What needs to be done:
Within the records below, find the line containing "pub fn decode_state(conversation_id: &ConversationId, raw: &str)". Reproduce it and each line after it exactly, and nothing else.

[Opening Task material section]

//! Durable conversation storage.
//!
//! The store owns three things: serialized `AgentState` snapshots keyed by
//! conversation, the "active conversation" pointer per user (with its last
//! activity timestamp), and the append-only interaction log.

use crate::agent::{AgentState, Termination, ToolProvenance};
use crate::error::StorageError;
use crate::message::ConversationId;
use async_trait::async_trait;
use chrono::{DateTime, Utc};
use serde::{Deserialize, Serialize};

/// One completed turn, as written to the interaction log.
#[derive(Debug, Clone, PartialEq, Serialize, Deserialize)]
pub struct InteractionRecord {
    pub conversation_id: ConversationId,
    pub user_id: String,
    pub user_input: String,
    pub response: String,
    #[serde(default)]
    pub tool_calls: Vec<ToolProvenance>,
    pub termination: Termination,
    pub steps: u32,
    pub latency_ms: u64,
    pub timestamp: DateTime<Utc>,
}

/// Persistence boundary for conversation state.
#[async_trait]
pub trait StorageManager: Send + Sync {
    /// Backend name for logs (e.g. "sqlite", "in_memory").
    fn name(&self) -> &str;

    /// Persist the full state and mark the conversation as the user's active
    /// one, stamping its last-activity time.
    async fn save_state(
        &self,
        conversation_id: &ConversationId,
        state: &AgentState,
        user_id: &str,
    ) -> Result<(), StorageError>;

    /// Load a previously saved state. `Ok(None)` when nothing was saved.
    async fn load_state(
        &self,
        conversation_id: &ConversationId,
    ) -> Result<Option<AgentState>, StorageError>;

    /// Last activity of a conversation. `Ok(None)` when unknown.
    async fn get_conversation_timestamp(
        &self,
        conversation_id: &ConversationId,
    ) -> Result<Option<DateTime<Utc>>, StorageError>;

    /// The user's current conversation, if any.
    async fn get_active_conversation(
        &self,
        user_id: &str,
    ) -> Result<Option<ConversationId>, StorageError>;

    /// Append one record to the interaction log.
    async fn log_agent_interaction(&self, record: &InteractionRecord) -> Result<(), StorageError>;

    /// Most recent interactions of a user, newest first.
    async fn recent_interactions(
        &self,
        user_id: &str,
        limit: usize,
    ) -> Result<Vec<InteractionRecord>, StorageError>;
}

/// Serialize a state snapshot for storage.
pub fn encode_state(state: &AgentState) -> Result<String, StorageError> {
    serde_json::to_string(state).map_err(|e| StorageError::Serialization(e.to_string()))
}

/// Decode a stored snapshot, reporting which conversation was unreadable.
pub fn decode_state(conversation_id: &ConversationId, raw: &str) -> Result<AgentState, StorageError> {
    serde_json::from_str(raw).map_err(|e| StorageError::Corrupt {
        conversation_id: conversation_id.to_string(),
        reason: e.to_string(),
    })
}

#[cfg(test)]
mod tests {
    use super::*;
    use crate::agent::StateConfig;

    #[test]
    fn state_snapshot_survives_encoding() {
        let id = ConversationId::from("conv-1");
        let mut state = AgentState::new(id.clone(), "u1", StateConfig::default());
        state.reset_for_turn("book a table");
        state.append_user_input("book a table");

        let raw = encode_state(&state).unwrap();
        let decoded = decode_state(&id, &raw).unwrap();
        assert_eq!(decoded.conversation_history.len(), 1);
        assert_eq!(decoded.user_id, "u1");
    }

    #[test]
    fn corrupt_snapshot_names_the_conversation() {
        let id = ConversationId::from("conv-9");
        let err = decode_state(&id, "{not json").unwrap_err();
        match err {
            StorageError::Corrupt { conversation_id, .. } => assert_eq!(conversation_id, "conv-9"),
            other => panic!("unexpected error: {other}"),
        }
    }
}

[Closing Task material section]

Answer to this problem:
pub fn decode_state(conversation_id: &ConversationId, raw: &str) -> Result<AgentState, StorageError> {
    serde_json::from_str(raw).map_err(|e| StorageError::Corrupt {
        conversation_id: conversation_id.to_string(),
        reason: e.to_string(),
    })
}

#[cfg(test)]
mod tests {
    use super::*;
    use crate::agent::StateConfig;

    #[test]
    fn state_snapshot_survives_encoding() {
        let id = ConversationId::from("conv-1");
        let mut state = AgentState::new(id.clone(), "u1", StateConfig::default());
        state.reset_for_turn("book a table");
        state.append_user_input("book a table");

        let raw = encode_state(&state).unwrap();
        let decoded = decode_state(&id, &raw).unwrap();
        assert_eq!(decoded.conversation_history.len(), 1);
        assert_eq!(decoded.user_id, "u1");
    }

    #[test]
    fn corrupt_snapshot_names_the_conversation() {
        let id = ConversationId::from("conv-9");
        let err = decode_state(&id, "{not json").unwrap_err();
        match err {
            StorageError::Corrupt { conversation_id, .. } => assert_eq!(conversation_id, "conv-9"),
            other => panic!("unexpected error: {other}"),
        }
    }
}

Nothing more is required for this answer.